Ianni – Acho que vai durar pouco. Aliás, o discurso que o Lula fez no Rio Grande do Sul (Pelotas), foi um discurso de alguém que já está assustado com o terremoto no qual está metido. Como já tive oportunidade de ouvi-lo em muitas situações ao vivo nos tempos do ABC, percebi que esse discurso feito no Sul revelava não só aflição, mas também alguns indícios de desespero. E a reação é péssima, porque satanizar essa ou aquela categoria social, culpar aqueles que levantam objeções e tentar desmoralizar aqueles que fazem alguma reflexão crítica, é o pior caminho. O Genoíno (José Genoíno, presidente do PT) está equivocado quando diz que as críticas que a esquerda faz ao governo atual são o mesmo que jogar água no moinho da direita. Essa declaração é maldosa, porque na verdade esse governo já foi para a direita. Esse governo não é mais um governo de esquerda. Foi uma promessa da esquerda, mas não é mais de esquerda. Uma promessa que não se cumpriu.

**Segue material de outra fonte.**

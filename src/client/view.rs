//! Client-side view of the game, updated from server packets.

use log::{debug, warn};

use crate::client::input::{Flow, PacketHandler};
use crate::client::render::{render_side_by_side, LineSink};
use crate::protocol::{GameOverReason, Packet, Reply, FIELD_UPLOAD_INVALID, NO_FIELD_UPLOADED};
use crate::{Field, PlayerNumber, ShotOutcome};

/// What the user is currently being asked for.
#[derive(Debug, Clone, Copy, PartialEq, Eq)]
pub enum Prompt {
    /// Nothing to ask; waiting on the server.
    Waiting,
    SelectSession,
    PlacementChoice,
    ManualPlacement,
    Shot,
}

/// How a client session ended.
#[derive(Debug, Clone, Copy, PartialEq, Eq)]
pub enum SessionEnd {
    Won,
    Lost,
    OpponentLeft,
    ServerShutdown,
    /// The user asked to leave.
    Quit,
    /// The connection or input went away.
    Disconnected,
}

pub struct ClientView<K> {
    out: K,
    prompt: Prompt,
    finished: Option<SessionEnd>,
    session: Option<usize>,
    number: Option<PlayerNumber>,
    own: Field,
    enemy: Field,
    my_turn: bool,
    join_pending: bool,
}

impl<K: LineSink> ClientView<K> {
    pub fn new(out: K) -> Self {
        ClientView {
            out,
            prompt: Prompt::Waiting,
            finished: None,
            session: None,
            number: None,
            own: Field::new(),
            enemy: Field::new(),
            my_turn: false,
            join_pending: false,
        }
    }

    pub fn prompt(&self) -> Prompt {
        self.prompt
    }

    pub fn set_prompt(&mut self, prompt: Prompt) {
        self.prompt = prompt;
    }

    /// A join request is in flight; hold the session prompt until it is answered.
    pub fn join_requested(&mut self) {
        self.join_pending = true;
        self.prompt = Prompt::Waiting;
    }

    pub fn finished(&self) -> Option<SessionEnd> {
        self.finished
    }

    pub fn finish(&mut self, end: SessionEnd) {
        self.finished.get_or_insert(end);
    }

    pub fn session(&self) -> Option<usize> {
        self.session
    }

    pub fn number(&self) -> Option<PlayerNumber> {
        self.number
    }

    pub fn own_field(&self) -> &Field {
        &self.own
    }

    pub fn enemy_field(&self) -> &Field {
        &self.enemy
    }

    pub fn is_my_turn(&self) -> bool {
        self.my_turn
    }

    pub fn out(&mut self) -> &mut K {
        &mut self.out
    }

    pub fn into_output(self) -> K {
        self.out
    }

    pub fn say(&mut self, text: &str) {
        self.out.line(text);
    }

    pub fn show_boards(&mut self) {
        for line in render_side_by_side(&self.own, &self.enemy) {
            self.out.line(&line);
        }
    }

    fn on_reply(&mut self, reply: Reply) {
        match reply {
            Reply::Welcome(text) | Reply::Wait(text) | Reply::Raw(text) => self.say(&text),
            Reply::SessionList(list) => {
                self.say("=== AVAILABLE SESSIONS ===");
                for line in list.lines() {
                    self.out.line(line);
                }
                if self.session.is_none() && !self.join_pending {
                    self.prompt = Prompt::SelectSession;
                }
            }
            Reply::Leaderboard(board) => {
                self.say("=== LEADERBOARD ===");
                match board {
                    Some(text) => text.lines().for_each(|l| self.out.line(l)),
                    None => self.say("No wins recorded yet."),
                }
            }
            Reply::SessionCreated(id) => {
                self.session = Some(id);
                self.join_pending = false;
                self.say(&format!("Joined game session {}", id));
            }
            Reply::PlayerAssigned(number) => {
                self.number = Some(number);
                self.own = Field::new();
                self.enemy = Field::new();
                self.prompt = Prompt::Waiting;
                self.say(&format!("You are Player {}", number));
            }
            Reply::PlacementStart(_) => {
                self.say("=== SHIP PLACEMENT ===");
                self.prompt = Prompt::PlacementChoice;
            }
            Reply::ManualPlacement => self.prompt = Prompt::ManualPlacement,
            Reply::PlacementDone => {
                self.say("Ships placed. Waiting for the game to start...");
                self.prompt = Prompt::Waiting;
            }
            Reply::GameStart(number) => {
                self.number = Some(number);
                self.say("=== GAME STARTED! ===");
            }
            Reply::FieldUpdate(cells) => match Field::decode(&cells) {
                Ok(field) => self.own = field,
                Err(e) => warn!("ignoring bad field update: {}", e),
            },
            Reply::EnemyFogUpdate(cells) => match Field::decode(&cells) {
                Ok(field) => self.enemy = field,
                Err(e) => warn!("ignoring bad fog update: {}", e),
            },
            Reply::YourTurn => {
                self.my_turn = true;
                self.prompt = Prompt::Shot;
            }
            Reply::OpponentTurn => {
                self.my_turn = false;
                if self.prompt != Prompt::Waiting {
                    self.say("Opponent's turn. Waiting...");
                }
                self.prompt = Prompt::Waiting;
            }
            Reply::NotYourTurn => {
                self.my_turn = false;
                self.say("Wait for your turn!");
                self.prompt = Prompt::Waiting;
            }
            Reply::ShotResult { coord, outcome } => {
                let text = match outcome {
                    ShotOutcome::Hit => format!("{} -> HIT! Shoot again.", coord),
                    ShotOutcome::Miss => format!("{} -> miss.", coord),
                    ShotOutcome::Invalid => format!("{} -> invalid shot, try another cell.", coord),
                };
                self.say(&text);
            }
            Reply::OpponentShot { coord, outcome } => {
                let text = match outcome {
                    ShotOutcome::Hit => format!("Opponent shot at {} and hit your ship!", coord),
                    _ => format!("Opponent shot at {} and missed.", coord),
                };
                self.say(&text);
            }
            Reply::OpponentDisconnected => {
                self.say("Opponent disconnected. You win!");
                self.finish(SessionEnd::OpponentLeft);
            }
            Reply::GameOver(reason) => {
                self.say("=== GAME OVER ===");
                if matches!(reason, GameOverReason::Win | GameOverReason::Lose) {
                    self.show_boards();
                }
                let (text, end) = match reason {
                    GameOverReason::Win => ("You won!", SessionEnd::Won),
                    GameOverReason::Lose => ("You lost.", SessionEnd::Lost),
                    GameOverReason::ServerShutdown => ("The server is shutting down.", SessionEnd::ServerShutdown),
                };
                self.say(text);
                self.finish(end);
            }
            Reply::Error(reason) => {
                self.say(&format!("Server error: {}", reason));
                if self.session.is_none() {
                    self.join_pending = false;
                    self.prompt = Prompt::SelectSession;
                } else if reason == FIELD_UPLOAD_INVALID || reason == NO_FIELD_UPLOADED {
                    self.prompt = Prompt::PlacementChoice;
                }
            }
            Reply::Bye => {
                self.say("Goodbye.");
                self.finish(SessionEnd::Quit);
            }
        }
    }
}

impl<K: LineSink> PacketHandler for ClientView<K> {
    fn apply(&mut self, packet: Packet) -> Flow {
        let before = self.prompt;
        match Reply::from_packet(&packet) {
            Ok(reply) => {
                debug!("<- {}", packet.command());
                self.on_reply(reply);
            }
            Err(e) => {
                debug!("unrecognised packet: {}", e);
                self.say(&format!("SERVER: {}", packet));
            }
        }
        if self.prompt != before || self.finished.is_some() {
            Flow::Interrupt
        } else {
            Flow::Continue
        }
    }
}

JU – Como a esquerda brasileira vai elaborar essa nova situação?

Ianni – A esquerda está demorando para fazer uma análise objetiva sobre o que aconteceu no mundo. Hoje o capitalismo entrou em um novo ciclo de expansão em escala mundial. As nações estão transformadas em províncias do globalismo. Desde que se faça uma análise objetiva sobre as forças sociais que estão atuando em escala nacional e transnacional será possível formular uma nova política de esquerda. Caso contrário, será uma política de nostalgia, sobre idéias que eram muito bonitas e válidas no passado, mas que já dançaram. O grande problema é como caminhar para um diagnóstico objetivo sobre a realidade contemporânea e como desenvolver propostas. As classes sociais dominantes no mundo estão altamente organizadas. A Conferência de Davos, o G7, a OCDE, o FMI, o Banco Mundial, são expressões de que as classes dominantes estão orquestradas. E as classes subalternas estão demorando a entender que esse quadro é novo.